Altius’ stock has moved strongly through the summer and autumn from lows around $10. With strong management, a solid balance sheet and financial backing, numerous royalties as well as development and exploration land, Altius is one of our handful of top companies in any sector. At the current price, it is not fundamentally expensive, but given the recent move and that the stock can be volatile, we would look to buy on a pullback.
Strong Report on Timok
Nevsun Resources Ltd. (NSU:TSX; NSU:NYSE.MKT US$2.35) released its preliminary economic assessment (PEA) on the Timok upper zone, acquired from Reservoir Minerals a year ago. With a 15-year mine life, it is scheduled to produce 1.1 billion pounds of copper in its first four years, and 2.1 billion for the life of mine. (Grades decline significantly toward the end of the mine life.)
The economic projections are strong: The project has a net asset value of $1.5 billion, after tax, at an 8% discount rate.

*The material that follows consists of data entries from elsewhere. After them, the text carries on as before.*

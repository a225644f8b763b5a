//! Attribute schema validation.
//!
//! Every kind declares exactly one schema describing the attributes its
//! instances carry: name, value type, and bounds. A bag is committed to
//! the document only after validating against the schema, so a property
//! editor cannot write an attribute the kind does not declare or a value
//! outside its bounds.
//!
//! Errors accumulate rather than short-circuiting, so every problem is
//! reported at once.

use std::collections::HashMap;

use formworks_core::error::{FormworksError, FormworksResult, ValidationError};

use crate::attributes::{AttributeMap, AttributeValue};

/// The value type an attribute accepts.
#[derive(Debug, Clone, Copy, PartialEq, Eq)]
pub enum AttributeType {
    /// Text value.
    Text,
    /// Boolean flag.
    Bool,
    /// Integer quantity.
    Integer,
    /// List of text values.
    TextList,
}

impl AttributeType {
    const fn name(self) -> &'static str {
        match self {
            Self::Text => "text",
            Self::Bool => "boolean",
            Self::Integer => "integer",
            Self::TextList => "text list",
        }
    }
}

/// Declares one attribute of a kind's schema.
#[derive(Debug, Clone)]
pub struct AttributeSpec {
    /// The persisted attribute name.
    pub name: &'static str,
    /// The accepted value type.
    pub value_type: AttributeType,
    /// Minimum length for text values (characters).
    pub min_len: Option<usize>,
    /// Maximum length for text values (characters).
    pub max_len: Option<usize>,
    /// Minimum for integer values.
    pub min: Option<i64>,
    /// Maximum for integer values.
    pub max: Option<i64>,
}

impl AttributeSpec {
    /// A text attribute with optional length bounds.
    pub const fn text(name: &'static str, min_len: Option<usize>, max_len: Option<usize>) -> Self {
        Self {
            name,
            value_type: AttributeType::Text,
            min_len,
            max_len,
            min: None,
            max: None,
        }
    }

    /// A boolean attribute.
    pub const fn flag(name: &'static str) -> Self {
        Self {
            name,
            value_type: AttributeType::Bool,
            min_len: None,
            max_len: None,
            min: None,
            max: None,
        }
    }

    /// An integer attribute with an inclusive range.
    pub const fn integer(name: &'static str, min: i64, max: i64) -> Self {
        Self {
            name,
            value_type: AttributeType::Integer,
            min_len: None,
            max_len: None,
            min: Some(min),
            max: Some(max),
        }
    }

    /// A text-list attribute.
    pub const fn text_list(name: &'static str) -> Self {
        Self {
            name,
            value_type: AttributeType::TextList,
            min_len: None,
            max_len: None,
            min: None,
            max: None,
        }
    }

    fn check(&self, value: &AttributeValue, errors: &mut Vec<ValidationError>) {
        match (self.value_type, value) {
            (AttributeType::Text, AttributeValue::Text(s)) => {
                let chars = s.chars().count();
                if let Some(min) = self.min_len {
                    if chars < min {
                        errors.push(ValidationError::new(
                            format!(
                                "Ensure this value has at least {min} characters (it has {chars})."
                            ),
                            "min_length",
                        ));
                    }
                }
                if let Some(max) = self.max_len {
                    if chars > max {
                        errors.push(ValidationError::new(
                            format!(
                                "Ensure this value has at most {max} characters (it has {chars})."
                            ),
                            "max_length",
                        ));
                    }
                }
            }
            (AttributeType::Bool, AttributeValue::Bool(_))
            | (AttributeType::TextList, AttributeValue::TextList(_)) => {}
            (AttributeType::Integer, AttributeValue::Integer(n)) => {
                if let Some(min) = self.min {
                    if *n < min {
                        errors.push(ValidationError::new(
                            format!("Ensure this value is greater than or equal to {min}."),
                            "min_value",
                        ));
                    }
                }
                if let Some(max) = self.max {
                    if *n > max {
                        errors.push(ValidationError::new(
                            format!("Ensure this value is less than or equal to {max}."),
                            "max_value",
                        ));
                    }
                }
            }
            (expected, _) => {
                errors.push(ValidationError::new(
                    format!("Expected a {} value.", expected.name()),
                    "invalid_type",
                ));
            }
        }
    }
}

/// The complete attribute schema of one kind.
#[derive(Debug, Clone)]
pub struct AttributeSchema {
    specs: &'static [AttributeSpec],
}

impl AttributeSchema {
    /// Creates a schema from its attribute specs.
    pub const fn new(specs: &'static [AttributeSpec]) -> Self {
        Self { specs }
    }

    /// The attribute specs, in declaration order.
    pub const fn specs(&self) -> &'static [AttributeSpec] {
        self.specs
    }

    /// Looks up one spec by attribute name.
    pub fn spec(&self, name: &str) -> Option<&AttributeSpec> {
        self.specs.iter().find(|s| s.name == name)
    }

    /// Validates an attribute bag against this schema.
    ///
    /// Every declared attribute must be present with the declared type and
    /// within bounds; attributes the schema does not declare are rejected.
    /// All problems are accumulated into one
    /// [`FormworksError::Validation`].
    pub fn validate(&self, attrs: &AttributeMap) -> FormworksResult<()> {
        let mut attribute_errors: HashMap<String, Vec<ValidationError>> = HashMap::new();

        for spec in self.specs {
            let mut errors = Vec::new();
            match attrs.get(spec.name) {
                Some(value) => spec.check(value, &mut errors),
                None => errors.push(ValidationError::new(
                    "This attribute is required.",
                    "required",
                )),
            }
            if !errors.is_empty() {
                attribute_errors.insert(spec.name.to_string(), errors);
            }
        }

        for (name, _) in attrs.iter() {
            if self.spec(name).is_none() {
                attribute_errors
                    .entry(name.to_string())
                    .or_default()
                    .push(ValidationError::new("Unexpected attribute.", "unexpected"));
            }
        }

        if attribute_errors.is_empty() {
            Ok(())
        } else {
            Err(FormworksError::Validation(
                ValidationError::with_attribute_errors(attribute_errors),
            ))
        }
    }
}

#[cfg(test)]
mod tests {
    use super::*;

    static TEST_SCHEMA: AttributeSchema = AttributeSchema::new(&[
        AttributeSpec::text("label", Some(2), Some(80)),
        AttributeSpec::flag("required"),
        AttributeSpec::integer("rows", 1, 20),
    ]);

    fn valid_attrs() -> AttributeMap {
        AttributeMap::new()
            .with("label", "Text field")
            .with("required", false)
            .with("rows", 3_i64)
    }

    #[test]
    fn test_valid_bag_passes() {
        assert!(TEST_SCHEMA.validate(&valid_attrs()).is_ok());
    }

    #[test]
    fn test_missing_attribute_is_required() {
        let attrs = AttributeMap::new().with("label", "ok").with("rows", 3_i64);
        let err = TEST_SCHEMA.validate(&attrs).unwrap_err();
        let FormworksError::Validation(v) = err else {
            panic!("expected validation error");
        };
        assert_eq!(v.attribute_errors["required"][0].code, "required");
    }

    #[test]
    fn test_text_length_bounds() {
        let attrs = valid_attrs().with("label", "x");
        let err = TEST_SCHEMA.validate(&attrs).unwrap_err();
        let FormworksError::Validation(v) = err else {
            panic!("expected validation error");
        };
        assert!(v.attribute_errors["label"][0]
            .message
            .contains("at least 2 characters"));

        let attrs = valid_attrs().with("label", "x".repeat(81));
        let err = TEST_SCHEMA.validate(&attrs).unwrap_err();
        let FormworksError::Validation(v) = err else {
            panic!("expected validation error");
        };
        assert!(v.attribute_errors["label"][0]
            .message
            .contains("at most 80 characters"));
    }

    #[test]
    fn test_integer_range() {
        let attrs = valid_attrs().with("rows", 0_i64);
        assert!(TEST_SCHEMA.validate(&attrs).is_err());
        let attrs = valid_attrs().with("rows", 21_i64);
        assert!(TEST_SCHEMA.validate(&attrs).is_err());
        let attrs = valid_attrs().with("rows", 20_i64);
        assert!(TEST_SCHEMA.validate(&attrs).is_ok());
    }

    #[test]
    fn test_wrong_type_is_rejected() {
        let attrs = valid_attrs().with("required", "yes");
        let err = TEST_SCHEMA.validate(&attrs).unwrap_err();
        let FormworksError::Validation(v) = err else {
            panic!("expected validation error");
        };
        assert_eq!(v.attribute_errors["required"][0].code, "invalid_type");
    }

    #[test]
    fn test_unexpected_attribute_is_rejected() {
        let attrs = valid_attrs().with("surprise", "!");
        let err = TEST_SCHEMA.validate(&attrs).unwrap_err();
        let FormworksError::Validation(v) = err else {
            panic!("expected validation error");
        };
        assert_eq!(v.attribute_errors["surprise"][0].code, "unexpected");
    }

    #[test]
    fn test_errors_accumulate_across_attributes() {
        let attrs = AttributeMap::new().with("label", "x").with("rows", 99_i64);
        let err = TEST_SCHEMA.validate(&attrs).unwrap_err();
        let FormworksError::Validation(v) = err else {
            panic!("expected validation error");
        };
        assert_eq!(v.attribute_errors.len(), 3); // label, required, rows
    }

    #[test]
    fn test_multibyte_length_counts_chars() {
        // Two characters, six bytes: must satisfy min_len = 2.
        let attrs = valid_attrs().with("label", "да");
        assert!(TEST_SCHEMA.validate(&attrs).is_ok());
    }
}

Nevsun bought Reservoir for the equivalent of $365 million. The project, with an initial capex of $360 million and a payback of less than 1.5 years, it has a very robust IRR of 50%. The numbers are based on $3/lb copper and $1,300/oz gold; copper is currently just above, and gold just below these prices. The capex number excludes two payments that have to be made to Freeport, $45 million on a build decision and $50 million on achievement of commercial production.
Significantly, Nevsun believes there is potential for expansion of the resource, including more high-grade mineralization (“geologically, there should be,” said CEO Peter Kukielski).